Your AI Agent Tests Are Passing, But Your Agent Is Still Broken

How to test AI agents that call tools — five patterns using traces and behavior contracts to catch bugs your current tests miss.

Biresh Patel

May. 28, 26 · Analysis

Likes (0)

Comment

Save

2.7K Views

I was building an AI agent that reads log files, calls APIs, and runs tools based on user instructions. Standard stuff for anyone working with LLM-based automation today.

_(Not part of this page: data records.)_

//! Structure phases: lookups, occupancy, ownership, and demolition.

use crate::engine::{drain_orders, faction_error, faction_event, PhaseError, TurnCtx};
use crate::game::session::Session;
use crate::orders::Order;

/// Phase 3: FIND. Looks a faction number up by its public name and
/// reports it back to the asking faction.
pub fn run_find_orders(session: &mut Session, _ctx: &TurnCtx) -> Result<(), PhaseError> {
    for region_idx in 0..session.regions.len() {
        let mut finds: Vec<(u32, u32)> = Vec::new();
        for unit in &mut session.regions[region_idx].units {
            let asker = unit.faction;
            for order in drain_orders(unit, |o| matches!(o, Order::Find { .. })) {
                if let Order::Find { faction } = order {
                    finds.push((asker, faction));
                }
            }
        }
        for (asker, wanted) in finds {
            match session.faction(wanted) {
                Some(f) if f.exists => {
                    let line = format!("Faction {} is {}.", f.num, f.name);
                    faction_event(session, asker, line);
                }
                _ => {
                    faction_error(session, asker, format!("find: no faction {}.", wanted));
                }
            }
        }
    }
    Ok(())
}

/// Phase 4: ENTER and LEAVE, in submission order per unit. Entering an
/// unowned structure claims ownership; leaving passes ownership to the
/// first remaining occupant.
pub fn run_enter_orders(session: &mut Session, _ctx: &TurnCtx) -> Result<(), PhaseError> {
    for region_idx in 0..session.regions.len() {
        let mut moves: Vec<(u32, Order)> = Vec::new();
        for unit in &mut session.regions[region_idx].units {
            let num = unit.num;
            for order in drain_orders(unit, |o| {
                matches!(o, Order::Enter { .. } | Order::Leave)
            }) {
                moves.push((num, order));
            }
        }
        for (num, order) in moves {
            match order {
                Order::Enter { structure } => enter(session, region_idx, num, structure),
                Order::Leave => leave(session, region_idx, num),
                _ => {}
            }
        }
    }
    Ok(())
}

fn enter(session: &mut Session, region_idx: usize, num: u32, structure: u32) {
    let faction = match session.regions[region_idx].unit(num) {
        Some(u) => u.faction,
        None => return,
    };
    if session.regions[region_idx].structure(structure).is_none() {
        faction_error(
            session,
            faction,
            format!("enter: no structure {} here.", structure),
        );
        return;
    }
    let was_inside = session.regions[region_idx]
        .unit(num)
        .and_then(|u| u.structure);
    if let Some(old) = was_inside {
        vacate(&mut session.regions[region_idx], num, old);
    }
    let region = &mut session.regions[region_idx];
    if let Some(unit) = region.unit_mut(num) {
        unit.structure = Some(structure);
    }
    if let Some(s) = region.structure_mut(structure) {
        if s.owner.is_none() {
            s.owner = Some(num);
        }
    }
    let name = region
        .structure(structure)
        .map(|s| s.name.clone())
        .unwrap_or_default();
    faction_event(session, faction, format!("Unit {} enters {}.", num, name));
}

fn leave(session: &mut Session, region_idx: usize, num: u32) {
    let (faction, inside) = match session.regions[region_idx].unit(num) {
        Some(u) => (u.faction, u.structure),
        None => return,
    };
    let structure = match inside {
        Some(s) => s,
        None => {
            faction_error(
                session,
                faction,
                format!("leave: unit {} is not inside anything.", num),
            );
            return;
        }
    };
    if session.regions[region_idx].is_ocean() {
        faction_error(
            session,
            faction,
            format!("leave: unit {} cannot step off a ship at sea.", num),
        );
        return;
    }
    if let Some(unit) = session.regions[region_idx].unit_mut(num) {
        unit.structure = None;
    }
    vacate(&mut session.regions[region_idx], num, structure);
}

/// Hands a structure's ownership to its first remaining occupant when the
/// current owner departs.
fn vacate(region: &mut crate::game::region::Region, departing: u32, structure: u32) {
    let owns = region
        .structure(structure)
        .map(|s| s.owner == Some(departing))
        .unwrap_or(false);
    if !owns {
        return;
    }
    let heir = region
        .units
        .iter()
        .find(|u| u.structure == Some(structure) && u.num != departing)
        .map(|u| u.num);
    if let Some(s) = region.structure_mut(structure) {
        s.owner = heir;
    }
}

/// Phase 5: PROMOTE and EVICT. Both act on the structure the issuing unit
/// owns, against another occupant of the same structure.
pub fn run_promote_orders(session: &mut Session, _ctx: &TurnCtx) -> Result<(), PhaseError> {
    for region_idx in 0..session.regions.len() {
        let mut acts: Vec<(u32, Order)> = Vec::new();
        for unit in &mut session.regions[region_idx].units {
            let num = unit.num;
            for order in drain_orders(unit, |o| {
                matches!(o, Order::Promote { .. } | Order::Evict { .. })
            }) {
                acts.push((num, order));
            }
        }
        for (num, order) in acts {
            let region = &session.regions[region_idx];
            let (faction, inside) = match region.unit(num) {
                Some(u) => (u.faction, u.structure),
                None => continue,
            };
            let structure = match inside {
                Some(s) if region.structure(s).and_then(|st| st.owner) == Some(num) => s,
                _ => {
                    faction_error(
                        session,
                        faction,
                        format!("promote: unit {} owns no structure.", num),
                    );
                    continue;
                }
            };
            let target = match order {
                Order::Promote { target } | Order::Evict { target } => target,
                _ => continue,
            };
            let target_inside = region
                .unit(target)
                .map(|u| u.structure == Some(structure))
                .unwrap_or(false);
            if !target_inside {
                faction_error(
                    session,
                    faction,
                    format!("promote: unit {} is not in the structure.", target),
                );
                continue;
            }
            let region = &mut session.regions[region_idx];
            match order {
                Order::Promote { .. } => {
                    if let Some(s) = region.structure_mut(structure) {
                        s.owner = Some(target);
                    }
                    faction_event(
                        session,
                        faction,
                        format!("Unit {} promotes unit {} to owner.", num, target),
                    );
                }
                Order::Evict { .. } => {
                    if region.is_ocean() {
                        faction_error(
                            session,
                            faction,
                            "evict: cannot put anyone overboard at sea.".to_string(),
                        );
                        continue;
                    }
                    let evicted_faction = region.unit(target).map(|u| u.faction);
                    if let Some(u) = region.unit_mut(target) {
                        u.structure = None;
                    }
                    faction_event(
                        session,
                        faction,
                        format!("Unit {} evicts unit {}.", num, target),
                    );
                    if let Some(ef) = evicted_faction {
                        if ef != faction {
                            faction_event(
                                session,
                                ef,
                                format!("Unit {} is evicted from its structure.", target),
                            );
                        }
                    }
                }
                _ => {}
            }
        }
    }
    Ok(())
}

/// Phase 10: DESTROY. The owner demolishes the structure it is in;
/// occupants end up outside.
pub fn run_destroy_orders(session: &mut Session, _ctx: &TurnCtx) -> Result<(), PhaseError> {
    for region_idx in 0..session.regions.len() {
        let mut wreckers: Vec<u32> = Vec::new();
        for unit in &mut session.regions[region_idx].units {
            let num = unit.num;
            for _ in drain_orders(unit, |o| matches!(o, Order::Destroy)) {
                wreckers.push(num);
            }
        }
        for num in wreckers {
            let region = &session.regions[region_idx];
            let (faction, inside) = match region.unit(num) {
                Some(u) => (u.faction, u.structure),
                None => continue,
            };
            let structure = match inside {
                Some(s) if region.structure(s).and_then(|st| st.owner) == Some(num) => s,
                _ => {
                    faction_error(
                        session,
                        faction,
                        format!("destroy: unit {} owns no structure.", num),
                    );
                    continue;
                }
            };
            if region.is_ocean() {
                faction_error(
                    session,
                    faction,
                    "destroy: scuttling a ship at sea would drown the crew.".to_string(),
                );
                continue;
            }
            let region = &mut session.regions[region_idx];
            let name = region
                .structure(structure)
                .map(|s| s.name.clone())
                .unwrap_or_default();
            for unit in &mut region.units {
                if unit.structure == Some(structure) {
                    unit.structure = None;
                }
            }
            region.structures.retain(|s| s.id != structure);
            faction_event(
                session,
                faction,
                format!("Unit {} tears down {}.", num, name),
            );
        }
    }
    Ok(())
}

I wrote Playwright tests for it. The tests were green. The agent was lying.

Here is what happened, and what I had to build to fix it.

The Trap I Walked Into

As covered in Building a New Testing Mindset for AI-Powered Web Apps, "unlike a rules-based form, the AI agent might phrase the same question differently each time — making it impossible to write a single pass/fail test script." I hit this immediately.

My first test looked like this:

    TypeScript
   
   expect(output).toBe("I read logs/test-results.log. Summary: 2 tests failed, 8 passed.");

It passed last week. It failed this week. The model said:

    Plain Text
   
   I checked logs/test-results.log. Summary: 8 passed, 2 failed.

Same meaning, but different words, different order, and Test broken.

So I switched to snapshots - same problem, bigger diffs. Then, regex is fragile and impossible to maintain. Then I checked only HTTP status and "no crash" — tests went green while the agent picked the wrong tool entirely or gave a confident, wrong answer.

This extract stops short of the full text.